Johnson Controls Inc. rose the most in six months after agreeing to spin off its auto-interiors business into a joint venture with China’s Yanfeng Automotive Trim Systems Co.
The shares of the Milwaukee-based company rose 4.3 percent to $46.69 at the close in New York yesterday, for the biggest one-day gain since Nov. 21.
Johnson Controls, which is trying to reduce its reliance on the cyclical auto industry, is refocusing efforts on its building-efficiency business. The company, which agreed to sell its auto-electronics division to Visteon Corp. in January, had been exploring options for the interiors unit, which makes door and instrument panels, since March 2013. The unit’s annual revenue had halved since 2011 and the pact lets Johnson Controls benefit from increased demand for interiors in China.
“This is a good option for JCI,” Joseph Spak, an analyst with RBC Capital Markets, wrote in a note to investors. “It allows JCI to jettison the business so that it can continue to de-emphasize auto and become a more diversified company.”
Yanfeng will own 70 percent of the new Shanghai-based venture, with Johnson Controls owning the remainder, the companies said in a statement on May 18. The venture will have revenue of about $7.5 billion, according to the companies. Johnson Controls will retain its seating business, spokesman Fraser Engerman said in an interview.
Johnson Controls isn’t entering into the agreement with the intent to sell its stake in the business, Chief Executive Officer Alex Molinaroli said yesterday on a conference call with analysts and investors.
“We expect to get dividends and not put cash into this,” Molinaroli said. “We think we’re going to benefit from the growth that’s going to come in that marketplace.”
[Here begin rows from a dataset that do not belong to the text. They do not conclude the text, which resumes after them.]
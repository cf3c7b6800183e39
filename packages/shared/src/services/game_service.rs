use std::sync::Arc;

use tracing::{debug, info};

use crate::models::game::{Game, GameDetails, GameStatus, TimeControl};
use crate::repositories::game_repository::GameRepository;
use crate::repositories::user_repository::UserRepository;
use crate::services::errors::game_service_errors::GameServiceError;

pub const DEFAULT_LIST_LIMIT: u32 = 10;
pub const MAX_LIST_LIMIT: u32 = 100;

#[derive(Clone)]
pub struct GameService {
    games: Arc<dyn GameRepository + Send + Sync>,
    users: Arc<dyn UserRepository + Send + Sync>,
}

impl GameService {
    pub fn new(
        games: Arc<dyn GameRepository + Send + Sync>,
        users: Arc<dyn UserRepository + Send + Sync>,
    ) -> Self {
        GameService { games, users }
    }

    /// Starts a game between the two earliest registered users.
    pub async fn create_game(
        &self,
        time_control: Option<TimeControl>,
    ) -> Result<Game, GameServiceError> {
        let time_control = time_control.unwrap_or_default();
        if time_control.initial == 0 {
            return Err(GameServiceError::ValidationError(
                "time_control.initial must be greater than zero".to_string(),
            ));
        }

        let players = self.users.list_users(2).await?;
        let (white, black) = match players.as_slice() {
            [white, black, ..] => (white, black),
            _ => return Err(GameServiceError::InsufficientPlayers),
        };

        let game = Game::new(&white.id, &black.id, time_control);
        self.games.create_game(&game).await?;
        info!(
            "Created game {} ({} vs {})",
            game.id, white.username, black.username
        );
        Ok(game)
    }

    pub async fn get_game(&self, game_id: &str) -> Result<GameDetails, GameServiceError> {
        let game = self
            .games
            .get_game(game_id)
            .await?
            .ok_or_else(|| GameServiceError::GameNotFound(game_id.to_string()))?;
        let moves = self.games.list_moves(game_id).await?;
        Ok(GameDetails { game, moves })
    }

    pub async fn list_games(
        &self,
        status: Option<GameStatus>,
        limit: Option<u32>,
    ) -> Result<Vec<Game>, GameServiceError> {
        let limit = limit
            .unwrap_or(DEFAULT_LIST_LIMIT)
            .clamp(1, MAX_LIST_LIMIT);
        debug!("Listing up to {} games", limit);
        Ok(self.games.list_games(status, limit).await?)
    }
}
use std::env;

use lambda_http::{run, Error};
use tracing::info;
use tracing_subscriber::EnvFilter;

use api::{create_app, state::AppState};
use shared::config::StoreConfig;

const DEFAULT_BIND_ADDRESS: &str = "0.0.0.0:3000";

#[tokio::main]
async fn main() -> Result<(), Error> {
    dotenvy::dotenv().ok();

    tracing_subscriber::fmt()
        .with_env_filter(
            EnvFilter::try_from_default_env().unwrap_or_else(|_| EnvFilter::new("info")),
        )
        .init();

    let config = StoreConfig::from_env()?;
    let app = create_app(AppState::from_config(&config).await?);

    if env::var("AWS_LAMBDA_RUNTIME_API").is_ok() {
        env::set_var("AWS_LAMBDA_HTTP_IGNORE_STAGE_IN_PATH", "true");
        info!("Starting Lambda handler");
        return run(app).await;
    }

    let address = env::var("BIND_ADDRESS").unwrap_or_else(|_| DEFAULT_BIND_ADDRESS.to_string());
    let listener = tokio::net::TcpListener::bind(&address).await?;
    info!("Listening on {}", address);
    axum::serve(listener, app).await?;
    Ok(())
}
The joint venture, expected to be operational next year, will have pretax margins of 5 percent to 6 percent and revenue may grow as much as 8 percent annually for the next five years, Bruce McDonald, Johnson Controls’ chief financial officer, said on the call.
The companies’ customer bases don’t overlap much as Yanfeng’s customers are at the lower end of the market and Johnson Controls is concentrated at the premium end, McDonald also said. Yanfeng is a unit of Huayu Automotive Systems Co., which is owned by Shanghai Automotive Industry Corp.
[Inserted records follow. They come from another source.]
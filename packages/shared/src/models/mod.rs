pub mod api_response;
pub mod game;
pub mod game_move;
pub mod game_state;
pub mod move_request;
pub mod user;

/// Returned when a stored or submitted string does not name a known variant.
#[derive(Debug, Clone, PartialEq, Eq)]
pub struct UnknownVariant {
    pub kind: &'static str,
    pub value: String,
}

impl UnknownVariant {
    pub fn new(kind: &'static str, value: &str) -> Self {
        UnknownVariant {
            kind,
            value: value.to_string(),
        }
    }
}

impl std::fmt::Display for UnknownVariant {
    fn fmt(&self, f: &mut std::fmt::Formatter<'_>) -> std::fmt::Result {
        write!(f, "Unknown {}: {}", self.kind, self.value)
    }
}

impl std::error::Error for UnknownVariant {}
The venture will have engineering and customer centers in the U.S., Europe, China, Japan and India. The products being offered include instrument panels and cockpit systems, door panels and floor consoles. The non-cash transaction is expected to close in the first half of 2015.
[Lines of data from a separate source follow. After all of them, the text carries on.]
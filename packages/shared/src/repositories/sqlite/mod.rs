pub mod games;
pub mod users;

use std::str::FromStr;
use std::time::Duration;

use sqlx::sqlite::{SqliteConnectOptions, SqliteJournalMode, SqlitePoolOptions};
use sqlx::SqlitePool;
use tracing::info;

use crate::config::StoreConfig;

pub use games::SqliteGameRepository;
pub use users::SqliteUserRepository;

const SCHEMA: &[&str] = &[
    "CREATE TABLE IF NOT EXISTS users (
        id TEXT PRIMARY KEY,
        username TEXT NOT NULL UNIQUE CHECK (length(username) BETWEEN 3 AND 30),
        email TEXT NOT NULL UNIQUE,
        password_hash TEXT NOT NULL,
        display_name TEXT CHECK (display_name IS NULL OR length(display_name) <= 50),
        bio TEXT CHECK (bio IS NULL OR length(bio) <= 500),
        country TEXT,
        elo_rating INTEGER NOT NULL DEFAULT 1200,
        games_played INTEGER NOT NULL DEFAULT 0 CHECK (games_played >= 0),
        games_won INTEGER NOT NULL DEFAULT 0 CHECK (games_won >= 0),
        games_drawn INTEGER NOT NULL DEFAULT 0 CHECK (games_drawn >= 0),
        games_lost INTEGER NOT NULL DEFAULT 0 CHECK (games_lost >= 0),
        preferences TEXT NOT NULL DEFAULT '{}',
        created_at TEXT NOT NULL,
        updated_at TEXT NOT NULL
    )",
    "CREATE TABLE IF NOT EXISTS games (
        id TEXT PRIMARY KEY,
        white_player_id TEXT NOT NULL REFERENCES users(id) ON DELETE CASCADE,
        black_player_id TEXT NOT NULL REFERENCES users(id) ON DELETE CASCADE,
        status TEXT NOT NULL DEFAULT 'waiting' CHECK (status IN
            ('waiting', 'active', 'completed', 'aborted', 'draw_offered', 'adjourned')),
        time_initial INTEGER NOT NULL CHECK (time_initial > 0),
        time_increment INTEGER NOT NULL CHECK (time_increment >= 0),
        winner_id TEXT REFERENCES users(id) ON DELETE SET NULL,
        result TEXT CHECK (result IS NULL OR result IN ('1-0', '0-1', '1/2-1/2', '*')),
        termination TEXT CHECK (termination IS NULL OR termination IN
            ('checkmate', 'resignation', 'timeout', 'stalemate', 'insufficient_material',
             'threefold_repetition', '50_move_rule', 'draw_agreement', 'abandoned')),
        started_at TEXT,
        ended_at TEXT,
        current_fen TEXT NOT NULL,
        game_pgn TEXT,
        white_time_left INTEGER NOT NULL CHECK (white_time_left >= 0),
        black_time_left INTEGER NOT NULL CHECK (black_time_left >= 0),
        move_count INTEGER NOT NULL DEFAULT 0 CHECK (move_count >= 0),
        last_move_at TEXT,
        created_at TEXT NOT NULL,
        CHECK (white_player_id <> black_player_id)
    )",
    "CREATE INDEX IF NOT EXISTS idx_games_status ON games (status)",
    "CREATE INDEX IF NOT EXISTS idx_games_created_at ON games (created_at)",
    "CREATE TABLE IF NOT EXISTS game_moves (
        id TEXT PRIMARY KEY,
        game_id TEXT NOT NULL REFERENCES games(id) ON DELETE CASCADE,
        move_number INTEGER NOT NULL CHECK (move_number > 0),
        color TEXT NOT NULL CHECK (color IN ('white', 'black')),
        from_square TEXT NOT NULL CHECK (from_square GLOB '[a-h][1-8]'),
        to_square TEXT NOT NULL CHECK (to_square GLOB '[a-h][1-8]'),
        piece_moved TEXT NOT NULL CHECK (piece_moved IN
            ('pawn', 'knight', 'bishop', 'rook', 'queen', 'king')),
        captured_piece TEXT CHECK (captured_piece IS NULL OR captured_piece IN
            ('pawn', 'knight', 'bishop', 'rook', 'queen', 'king')),
        is_castling INTEGER NOT NULL DEFAULT 0,
        is_en_passant INTEGER NOT NULL DEFAULT 0,
        promotion_piece TEXT CHECK (promotion_piece IS NULL OR promotion_piece IN
            ('knight', 'bishop', 'rook', 'queen')),
        check_status TEXT CHECK (check_status IS NULL OR check_status IN ('check', 'checkmate')),
        move_notation TEXT NOT NULL,
        position_after TEXT NOT NULL,
        time_taken INTEGER CHECK (time_taken IS NULL OR time_taken >= 0),
        time_left INTEGER NOT NULL CHECK (time_left >= 0),
        created_at TEXT NOT NULL,
        UNIQUE (game_id, move_number, color)
    )",
    "CREATE INDEX IF NOT EXISTS idx_game_moves_game_id ON game_moves (game_id, move_number)",
];

/// Opens the process-wide pool and makes sure the schema exists.
///
/// An in-memory database lives and dies with its connection, so such URLs
/// get exactly one connection that is never reaped.
pub async fn connect(config: &StoreConfig) -> Result<SqlitePool, sqlx::Error> {
    let in_memory = config.is_in_memory();

    let mut options = SqliteConnectOptions::from_str(&config.database_url)?
        .create_if_missing(true)
        .foreign_keys(true)
        .busy_timeout(config.acquire_timeout);
    if !in_memory {
        options = options.journal_mode(SqliteJournalMode::Wal);
    }

    let pool_options = SqlitePoolOptions::new().acquire_timeout(config.acquire_timeout);
    let pool_options = if in_memory {
        pool_options
            .max_connections(1)
            .min_connections(1)
            .idle_timeout(None::<Duration>)
            .max_lifetime(None::<Duration>)
    } else {
        pool_options
            .max_connections(config.max_connections)
            .min_connections(config.min_connections.min(config.max_connections))
            .idle_timeout(config.idle_timeout)
    };

    let pool = pool_options.connect_with(options).await?;
    migrate(&pool).await?;

    info!(
        "Connected to SQLite store at {} (max {} connections)",
        config.database_url,
        pool.options().get_max_connections()
    );
    Ok(pool)
}

pub async fn migrate(pool: &SqlitePool) -> Result<(), sqlx::Error> {
    for statement in SCHEMA {
        sqlx::query(statement).execute(pool).await?;
    }
    Ok(())
}

pub(crate) fn is_unique_violation(err: &sqlx::Error) -> bool {
    matches!(err, sqlx::Error::Database(db) if db.is_unique_violation())
}

pub(crate) fn to_i64(value: u64) -> i64 {
    i64::try_from(value).unwrap_or(i64::MAX)
}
Johnson Controls’ automotive-interiors business had annual sales of about $4.2 billion, Engerman said. Johnson Controls had sales of $42.7 billion in the fiscal year ended Sept. 30.
Engerman didn’t say how many employees would be affected by the move and said the terms are still being decided.
Johnson Controls’ stock has declined 9 percent this year, compared with a 2 percent gain in the Standard & Poor’s 500 Index.